В редакционной статье газеты «Аравот» говорится: «Вчера Раффи Ованнисян опять выступил на Площади Свободы. Говорил эмоционально, искренне, в своем стиле – немного рассеяно. Краткое содержание его речи передать невозможно. Были и безнадежные («я проиграл») и оптимистические («борьба продолжается») нотки. Досталось также и комментаторам и редакторам, которые ничего не делают, но критикуют. Если это касалось и меня, что обвинение в ничегонеделании, откровенно говоря, я не признаю – особой ленью я, казалось бы, не выделяюсь. А что до критики…
Занимаясь журналистикой довольно длительное время, я пришел к тому простейшему выводу, что личности не очень-то и важны, они изменчивы, переменчивы в мыслях. Важны явления и закономерности: повторение первых позволяет говорить о вторых. В 1996-ом, 1998-ом, 2003-ем, 2008-ом и 2013-ом годах явление, которое мы условно называем «президентскими выборами», повторилось – с некоторыми нюансами. Следовательно, здесь не надо говорить о плохих или хороших людях, и даже не о властях – «ворах и бандитах», а об определенных закономерностях.
В случае четырех из этих пяти выборов, Вазген Манукян, Степан Демирчян и Левон Тер-Петросян проявили стандартное поствыборное поведение – митинги, протесты, движение и так далее. И здесь тоже есть закономерность, после чего начинается период разочарования общества (в 1996-ом году иностранные наблюдатели назвали это явление своим, иностранным словом – «фрустрация»). И, наоборот – в 1998-ом году Карен Демирчян пошел по нестандартному пути, что способствовало возникновению некоторых надежд среди общества, и те, кто хотел, чтобы подобных надежд не было, организовали «27-ое Октября».
Возможность такого нестандартного поведения была и у Раффи Ованнисяна. Во-первых, во время его поствыборных митингов у председателя Национального Собрания состоялось совещание, в ходе которого могла бы быть достигнута договоренность о создании комиссии по конституционным изменениям. Предполагалось, что в этой комиссии решающий голос принадлежал бы оппозиции. Нужно ли было использовать эту возможность – оставаясь оппозиционером и хозяином своего требования? Я убежден, что да. Однако на митинге Раффи Ованнисян заявил, что происходящее в парламенте к нему не имеет отношения.

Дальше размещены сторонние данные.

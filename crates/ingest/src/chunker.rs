use serde::{Deserialize, Serialize};
use thiserror::Error;

use crate::chunk::Chunk;

#[derive(Debug, Clone, Copy, PartialEq, Eq, Serialize, Deserialize)]
pub struct ChunkerConfig {
    /// Window length in characters.
    pub chunk_size: usize,
    /// Characters shared by consecutive windows.
    pub overlap: usize,
}

impl Default for ChunkerConfig {
    fn default() -> Self {
        Self {
            chunk_size: 500,
            overlap: 100,
        }
    }
}

#[derive(Debug, Error, PartialEq, Eq)]
pub enum ChunkerError {
    #[error("chunk_size must be greater than zero")]
    ZeroChunkSize,
    #[error("overlap ({overlap}) must be smaller than chunk_size ({chunk_size})")]
    OverlapTooLarge { chunk_size: usize, overlap: usize },
}

impl ChunkerConfig {
    pub fn validate(&self) -> Result<(), ChunkerError> {
        if self.chunk_size == 0 {
            return Err(ChunkerError::ZeroChunkSize);
        }
        if self.overlap >= self.chunk_size {
            return Err(ChunkerError::OverlapTooLarge {
                chunk_size: self.chunk_size,
                overlap: self.overlap,
            });
        }
        Ok(())
    }

    fn stride(&self) -> usize {
        self.chunk_size - self.overlap
    }
}

/// Fixed-size sliding window splitter.
#[derive(Debug, Clone)]
pub struct Chunker {
    config: ChunkerConfig,
}

impl Chunker {
    pub fn new(config: ChunkerConfig) -> Result<Self, ChunkerError> {
        config.validate()?;
        Ok(Self { config })
    }

    pub fn config(&self) -> &ChunkerConfig {
        &self.config
    }

    /// Lazily yields the windows of `text` in document order.
    ///
    /// The returned iterator is `Clone`; cloning it (or calling this again)
    /// restarts the sequence from the same position.
    pub fn chunks<'a>(&self, doc_id: &'a str, text: &'a str, source: &'a str) -> Chunks<'a> {
        Chunks {
            doc_id,
            text,
            source,
            chunk_size: self.config.chunk_size,
            stride: self.config.stride(),
            start_char: 0,
            start_byte: 0,
            done: false,
        }
    }

    pub fn chunk_text(&self, doc_id: &str, text: &str, source: &str) -> Vec<Chunk> {
        self.chunks(doc_id, text, source).collect()
    }
}

#[derive(Debug, Clone)]
pub struct Chunks<'a> {
    doc_id: &'a str,
    text: &'a str,
    source: &'a str,
    chunk_size: usize,
    stride: usize,
    start_char: usize,
    start_byte: usize,
    done: bool,
}

impl Iterator for Chunks<'_> {
    type Item = Chunk;

    fn next(&mut self) -> Option<Chunk> {
        if self.done {
            return None;
        }

        let rest = &self.text[self.start_byte..];
        if rest.is_empty() {
            self.done = true;
            return None;
        }

        let (end_byte, taken, is_last) = match rest.char_indices().nth(self.chunk_size) {
            Some((idx, _)) => (idx, self.chunk_size, false),
            None => (rest.len(), rest.chars().count(), true),
        };

        let chunk = Chunk::new(
            self.doc_id.to_string(),
            rest[..end_byte].to_string(),
            self.source.to_string(),
            (self.start_char, self.start_char + taken),
        );

        if is_last {
            self.done = true;
        } else {
            // stride < chunk_size, so this index always exists here
            let step_bytes = rest
                .char_indices()
                .nth(self.stride)
                .map(|(idx, _)| idx)
                .unwrap_or(rest.len());
            self.start_byte += step_bytes;
            self.start_char += self.stride;
        }

        Some(chunk)
    }
}

impl std::iter::FusedIterator for Chunks<'_> {}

Вторая возможность возникла тогда, когда Раффи Ованнисян написал письмо с предложениями, а президент ответил, что готов обсудить их «с ручкой и бумагой». Для сторон переговоров это – идеальная ситуация, которой, однако, лидер партии «Наследие» не вновь воспользовался. Конечно, понятно, что если господин Ованнисян пошел бы на подобные шаги, остальные оппозиционеры назвали бы его «клиентом», «барабаном» и «секретарем СНБ» (намек на Артура Багдасаряна – РЕД.). Однако они и сейчас так его называют – никакой разницы. Вместо этого могла бы быть создана новая ситуация, а некоторые механизмы по контролю перешли бы к одной части оппозиции. А сейчас у нас есть то, что наши западные коллеги называют «фрустрацией».
Так что и Раффи Ованнисян полностью уложился в вышеуказанную закономерность».